Entre tanto

“Vicente, chico, tócame una guacharaca”

De nuestra música tradicional venezolana, recuerdo aquella invitación en versos festivos que reza precisamente así: “Vicente, chico, tócame una guacharaca”. Un exhorto cariñoso para que el llanero compusiera, tocara y cantara una guacharaca, esa forma musical del oriente del país que es muy alegre.

Pero, en este caso no estamos hablando de música ni refiriéndonos a aquel Vicente, compositor y cantante, sino a éste Vicente, Vicente Díaz, rector principal del Consejo Nacional Electoral y quien, como actor fanatizado de las filas del oposicionismo más extremo, desestabililizador y ultraderechista del país, estaría formando parte de una componenda preparada por sus asesores imperiales para renunciar a su cargo rectoral y cantar fraude la misma tarde del domingo 7 de Octubre, en pleno del proceso de elecciones pautado para ese día.

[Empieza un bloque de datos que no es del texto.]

use clap::{Parser, Subcommand, ValueEnum};

/// tpwatch — run and watch test executions on a test-management platform
#[derive(Parser, Debug, Clone)]
#[command(name = "tpwatch", version, about)]
pub struct Cli {
    #[command(subcommand)]
    pub command: CliCommand,

    /// Path to config file (default: .tpwatch.toml, optional)
    #[arg(long, global = true)]
    pub config: Option<String>,

    /// Base URL of the platform (default: http://localhost:8080)
    #[arg(long, global = true)]
    pub api_url: Option<String>,

    /// Seconds between status polls
    #[arg(long = "poll-seconds", alias = "poll-interval", global = true)]
    pub poll_seconds: Option<u64>,

    /// Maximum status polls before giving up on a session
    #[arg(long, global = true)]
    pub max_polls: Option<u32>,
}

#[derive(Subcommand, Debug, Clone)]
pub enum CliCommand {
    /// Start test executions and watch them until they finish
    Run {
        /// Suite id to execute (repeatable; default: every suite)
        #[arg(long = "suite")]
        suites: Vec<String>,
    },

    /// List, inspect or delete test suites
    Suites {
        #[command(subcommand)]
        action: Option<SuitesAction>,
    },

    /// List or stop test executions
    Executions {
        #[command(subcommand)]
        action: Option<ExecutionsAction>,
    },

    /// List pull requests known to the platform
    Prs,

    /// Show aggregate dashboard statistics
    Stats,

    /// Request an AI review of a GitHub pull request
    Review {
        /// Pull request URL, e.g. https://github.com/owner/repo/pull/123
        pr_url: String,
    },

    /// Export the current suite list as a report
    Export {
        /// Output format
        #[arg(long, value_enum, default_value_t = ExportFormatArg::Csv)]
        format: ExportFormatArg,
    },
}

#[derive(Subcommand, Debug, Clone, PartialEq, Eq)]
pub enum SuitesAction {
    /// List test suites and their current status (default)
    List,
    /// Show one suite
    Show { id: String },
    /// Delete a suite
    Delete { id: String },
}

#[derive(Subcommand, Debug, Clone, PartialEq, Eq)]
pub enum ExecutionsAction {
    /// List past and running executions (default)
    List,
    /// Stop a running execution
    Stop { id: String },
}

#[derive(ValueEnum, Debug, Clone, Copy, PartialEq, Eq)]
pub enum ExportFormatArg {
    Csv,
    Json,
}

#[cfg(test)]
mod tests {
    use super::*;

    #[test]
    fn test_parse_run_without_suites() {
        let cli = Cli::parse_from(["tpwatch", "run"]);
        match cli.command {
            CliCommand::Run { suites } => assert!(suites.is_empty()),
            _ => panic!("expected Run subcommand"),
        }
    }

    #[test]
    fn test_parse_run_with_suites() {
        let cli = Cli::parse_from(["tpwatch", "run", "--suite", "s1", "--suite", "s2"]);
        match cli.command {
            CliCommand::Run { suites } => assert_eq!(suites, vec!["s1", "s2"]),
            _ => panic!("expected Run subcommand"),
        }
    }

    #[test]
    fn test_parse_global_overrides_after_subcommand() {
        let cli = Cli::parse_from([
            "tpwatch",
            "run",
            "--api-url",
            "http://ci:9000",
            "--poll-seconds",
            "2",
            "--max-polls",
            "10",
        ]);
        assert_eq!(cli.api_url.as_deref(), Some("http://ci:9000"));
        assert_eq!(cli.poll_seconds, Some(2));
        assert_eq!(cli.max_polls, Some(10));
    }

    #[test]
    fn test_parse_poll_interval_alias() {
        let cli = Cli::parse_from(["tpwatch", "suites", "--poll-interval", "7"]);
        assert_eq!(cli.poll_seconds, Some(7));
    }

    #[test]
    fn test_parse_review() {
        let cli = Cli::parse_from(["tpwatch", "review", "https://github.com/o/r/pull/3"]);
        match cli.command {
            CliCommand::Review { pr_url } => assert_eq!(pr_url, "https://github.com/o/r/pull/3"),
            _ => panic!("expected Review subcommand"),
        }
    }

    #[test]
    fn test_parse_suites_defaults_to_list() {
        let cli = Cli::parse_from(["tpwatch", "suites"]);
        assert!(matches!(cli.command, CliCommand::Suites { action: None }));
    }

    #[test]
    fn test_parse_suites_show_and_delete() {
        let cli = Cli::parse_from(["tpwatch", "suites", "show", "s1"]);
        match cli.command {
            CliCommand::Suites { action } => {
                assert_eq!(action, Some(SuitesAction::Show { id: "s1".into() }))
            }
            _ => panic!("expected Suites subcommand"),
        }
        let cli = Cli::parse_from(["tpwatch", "suites", "delete", "s2"]);
        match cli.command {
            CliCommand::Suites { action } => {
                assert_eq!(action, Some(SuitesAction::Delete { id: "s2".into() }))
            }
            _ => panic!("expected Suites subcommand"),
        }
    }

    #[test]
    fn test_parse_executions_stop() {
        let cli = Cli::parse_from(["tpwatch", "executions", "stop", "exec-1"]);
        match cli.command {
            CliCommand::Executions { action } => assert_eq!(
                action,
                Some(ExecutionsAction::Stop {
                    id: "exec-1".into()
                })
            ),
            _ => panic!("expected Executions subcommand"),
        }
    }

    #[test]
    fn test_parse_prs() {
        let cli = Cli::parse_from(["tpwatch", "prs", "--api-url", "http://ci:9000"]);
        assert!(matches!(cli.command, CliCommand::Prs));
        assert_eq!(cli.api_url.as_deref(), Some("http://ci:9000"));
    }

    #[test]
    fn test_parse_export_default_format() {
        let cli = Cli::parse_from(["tpwatch", "export"]);
        match cli.command {
            CliCommand::Export { format } => assert_eq!(format, ExportFormatArg::Csv),
            _ => panic!("expected Export subcommand"),
        }
    }

    #[test]
    fn test_parse_export_json() {
        let cli = Cli::parse_from(["tpwatch", "export", "--format", "json"]);
        assert!(matches!(
            cli.command,
            CliCommand::Export {
                format: ExportFormatArg::Json
            }
        ));
    }
}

Desde hace un tiempo y, de manera muy especial, en la medida que la derecha criolla se siente incapacitada para complacer a sus amos dueños del gran capital transnacional, con una propuesta electoral que les permitiese retornar al poder político en el Estado venezolano, el acento sobre el desarrollo de un Plan B que por vía de la agitación, el despliegue de guarimbas y otras formas de protesta callejera que conduzcan al caos y propicien la intervención de organismos internacionales tutoreados por los Estados Unidos y apoyados por paramilitares y mercenarios pagados directamente por el narcotráfico, es cada vez más evidente.

Actos de sabotaje en la víspera, durante o inmediatamente después del domingo 7 de Octubre, no deberían sorprender a ningún patriota revolucionario en este país. Ataques contra centros electorales, contra centros estratégicos de producción de energía, en particular desde dentro de Corpoelec, también en la petrolera y otras industrias básicas, son parte de acciones para las cuales no hace falta tener condiciones de pitoniso para adivinarlas. Terrorismo orientado a la generación de caos, aunque inicialmente sea a pequeñas escalas, es algo que está a la orden del día de dentro de los estrategas del Pentágono y la CIA que acompañan a la derecha golpista venezolana para el desarrollo de sus planes por frenar el avance vertiginosos de la Revolución Bolivariana, de la construcción del socialismo y de la solidaridad internacional que ha permitido desplegar sus propios procesos de transformación revolucionaria en otros lugares de Nuestramérica y del mundo.

Es dentro de ese contexto en el que la voz, por falacia de autoridad, del rector del CNE, Vicente Díaz, juega un papel protagónico y de cápsula de iniciación para el estallido del gran polvorín que la ultraderecha extremista y agrupada en torno a la figura del candidato majunche, Henrique Capriles Radonsky, tiene preparado para desconocer al ente rector de nuestras elecciones, el CNE, además de pretender deslegitimar el propio acto comicial cantando fraude.

Alertar sobre este hecho es algo que debe mantener movilizado a nuestro pueblo chavista, el cual debe acudir a votar a las primeras horas del domingo 7 de Octubre, además de mantenerse organizado y en las calles, para conjurar e impedir cualquier intento de sabotaje o desconocimiento de la decisión popular de continuar construyendo en socialismo, bajo el liderazgo del Comandante Hugo Chávez, quien será ratificado ese mismo día para ocupar la Presidencia de la República Bolivariana de Venezuela durante el período 2013 -2019.

A Vicente Díaz, muy humildemente le recomendamos “cantar una guacharaca” o guardar el silencio que le corresponde, ya que su plan está totalmente develado y el pueblo revolucionario está listo para desplegar -ante su plan B- nuestro Plan Ch.